Is there a word for words that people are more likely to have read than heard, thus don't know how to pronounce?

As a software guy I find myself using words like "idempotent" and "cache", which I'm very familiar with from technical writings, but have seldom heard being spoken.

When I do hear someone using these words I'm frequently surprised by their pronunciation, and have no idea which of us is correct, if either.

I'm not asking for guidance on how to pronounce these words, I just want to know if there is a word or phrase to describe them.

(And if it's an uncommon word, how would it be pronounced?)


Solution 1:

In Judith Wynn Halsted's book Some of My Best Friends Are Books, a guide for teaching gifted readers, she references this phenomenon and calls it calley-ope syndrome (playing on how someone who has seen but not heard the word "calliope" would assume it was pronounced).

"Books that contain pronunciation guides are helpful for gifted readers (though they are rare, and a pleasant surprise when found), since so many avid readers know words only from reading and therefore mispronounce them. One excellent teacher of gifted high school students calls this 'The Calley-ope (calliope) Syndrome."

--Some of My Best Friends Are Books

Solution 2:

When a word has a primacy in its written form over its spoken form, such a scenario is termed as 'ocularcentrism'.

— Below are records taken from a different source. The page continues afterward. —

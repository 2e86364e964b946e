//! Background drain loop for hosts running tokio.
//!
//! The worker sleeps on a wake signal, then runs one bounded
//! [`drain_queue`] pass on the blocking pool, since task bodies are plain
//! blocking code. Passes repeat while work remains.

use std::sync::Arc;
use std::time::Duration;

use tokio::sync::{Notify, watch};
use tokio::task::JoinHandle;
use tokio_util::sync::CancellationToken;

use crate::drain::{DrainBudget, DrainReport, drain_queue};
use crate::receipt::{Submission, SubmissionReceipt};
use crate::{ExecutorError, MergingTaskQueue, QueueTask};

/// Executor configuration.
#[derive(Debug, Clone)]
pub struct ExecutorSpec {
	name: String,
	budget: DrainBudget,
}

impl ExecutorSpec {
	/// Creates a spec with a per-pass budget of 64 tasks or 50ms.
	pub fn new(name: impl Into<String>) -> Self {
		Self {
			name: name.into(),
			budget: DrainBudget {
				duration: Duration::from_millis(50),
				max_completions: 64,
			},
		}
	}

	/// Sets the budget of one drain pass.
	pub fn budget(mut self, budget: DrainBudget) -> Self {
		self.budget = budget;
		self
	}

	pub fn name(&self) -> &str {
		&self.name
	}
}

/// Cumulative executor counters.
#[derive(Debug, Clone, Copy, Default, PartialEq, Eq)]
pub struct ExecutorStatus {
	pub passes: u64,
	pub completed: u64,
	pub cancelled: u64,
	pub failed: u64,
	/// Latest receipt observed at the start of a pass that emptied the queue.
	pub idle_through: SubmissionReceipt,
	pub stopped: bool,
}

impl ExecutorStatus {
	fn absorb(&mut self, report: &DrainReport) {
		self.passes += 1;
		self.completed += report.completed;
		self.cancelled += report.cancelled;
		self.failed += report.failed;
	}
}

/// How [`QueueExecutor::shutdown`] treats remaining work.
#[derive(Debug, Clone, Copy, PartialEq, Eq)]
pub enum ShutdownMode {
	/// Drain what was submitted so far, then stop. Falls back to
	/// [`ShutdownMode::Immediate`] after `timeout`.
	Graceful { timeout: Duration },
	/// Dispose pending work, cancel running work, then stop.
	Immediate,
}

/// Background consumer of one [`MergingTaskQueue`].
pub struct QueueExecutor {
	queue: MergingTaskQueue,
	name: Arc<str>,
	wake: Arc<Notify>,
	cancel: CancellationToken,
	status: watch::Receiver<ExecutorStatus>,
	worker: Option<JoinHandle<()>>,
}

impl std::fmt::Debug for QueueExecutor {
	fn fmt(&self, f: &mut std::fmt::Formatter<'_>) -> std::fmt::Result {
		f.debug_struct("QueueExecutor")
			.field("name", &self.name)
			.field("queue", &self.queue)
			.field("status", &*self.status.borrow())
			.finish()
	}
}

impl QueueExecutor {
	/// Starts the worker on the current tokio runtime.
	pub fn spawn(queue: MergingTaskQueue, spec: ExecutorSpec) -> Result<Self, ExecutorError> {
		let runtime = tokio::runtime::Handle::try_current().map_err(|_| ExecutorError::NoRuntime)?;
		let name: Arc<str> = Arc::from(spec.name.as_str());
		let wake = Arc::new(Notify::new());
		let cancel = CancellationToken::new();
		let (status_tx, status_rx) = watch::channel(ExecutorStatus::default());

		let worker = runtime.spawn(run_worker(
			queue.clone(),
			Arc::clone(&name),
			spec.budget,
			Arc::clone(&wake),
			cancel.clone(),
			status_tx,
		));
		tracing::debug!(executor = %name, "executor.spawn");
		// Pick up anything submitted before the executor existed.
		wake.notify_one();

		Ok(Self {
			queue,
			name,
			wake,
			cancel,
			status: status_rx,
			worker: Some(worker),
		})
	}

	pub fn queue(&self) -> &MergingTaskQueue {
		&self.queue
	}

	/// Submits a task and wakes the worker.
	pub fn submit<T: QueueTask>(&self, task: T) -> Submission {
		let submission = self.queue.submit(task);
		self.wake.notify_one();
		submission
	}

	/// Wakes the worker, e.g. after submitting through [`Self::queue`] directly.
	pub fn wake(&self) {
		self.wake.notify_one();
	}

	pub fn status(&self) -> ExecutorStatus {
		*self.status.borrow()
	}

	/// Resolves once everything submitted before this call has been drained,
	/// or the executor stopped.
	pub async fn wait_idle(&self) {
		let target = self.queue.latest_submission_receipt();
		self.wake.notify_one();
		let mut status = self.status.clone();
		let _ = status.wait_for(|status| status.stopped || !target.is_after(status.idle_through)).await;
	}

	/// Stops the worker and returns the final status.
	pub async fn shutdown(mut self, mode: ShutdownMode) -> Result<ExecutorStatus, ExecutorError> {
		if let ShutdownMode::Graceful { timeout } = mode
			&& tokio::time::timeout(timeout, self.wait_idle()).await.is_err()
		{
			tracing::debug!(executor = %self.name, "executor.shutdown.timeout");
		}

		let disposed = self.queue.dispose_pending_tasks();
		self.cancel.cancel();
		if let Some(worker) = self.worker.take() {
			worker.await.map_err(|err| ExecutorError::Join(err.to_string()))?;
		}
		let status = self.status();
		tracing::debug!(executor = %self.name, disposed, completed = status.completed, "executor.shutdown");
		Ok(status)
	}
}

impl Drop for QueueExecutor {
	fn drop(&mut self) {
		self.cancel.cancel();
	}
}

async fn run_worker(
	queue: MergingTaskQueue,
	name: Arc<str>,
	budget: DrainBudget,
	wake: Arc<Notify>,
	cancel: CancellationToken,
	status: watch::Sender<ExecutorStatus>,
) {
	loop {
		tokio::select! {
			biased;
			_ = cancel.cancelled() => break,
			_ = wake.notified() => {}
		}

		let observed = queue.latest_submission_receipt();
		let pass_queue = queue.clone();
		let report = match tokio::task::spawn_blocking(move || drain_queue(&pass_queue, budget)).await {
			Ok(report) => report,
			Err(err) => {
				tracing::warn!(executor = %name, error = %err, "executor.pass.panicked");
				DrainReport {
					failed: 1,
					pending: queue.pending_len(),
					..DrainReport::default()
				}
			}
		};

		status.send_modify(|status| {
			status.absorb(&report);
			if report.pending == 0 && observed.is_after(status.idle_through) {
				status.idle_through = observed;
			}
		});
		tracing::trace!(
			executor = %name,
			completed = report.completed,
			pending = report.pending,
			stamp = observed.stamp(),
			"executor.pass"
		);

		if report.pending > 0 {
			wake.notify_one();
		}
	}

	status.send_modify(|status| status.stopped = true);
	tracing::debug!(executor = %name, "executor.stopped");
}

Ocularcentrism:the privileging of vision over the other senses.

From Oxford Reference

"A perceptual and epistemological bias ranking vision over other senses in Western cultures. An example would be a preference for the written word rather than the spoken word (in which case, it would be the opposite of phonocentrism). Both Plato and Aristotle gave primacy to sight and associated it with reason. We say that ‘seeing is believing’, ‘see for yourself’, and ‘I'll believe it when I see it with my own eyes’. When we understand we say, ‘I see’. We ‘see eye to eye’ when we agree. We imagine situations ‘in the mind's eye’.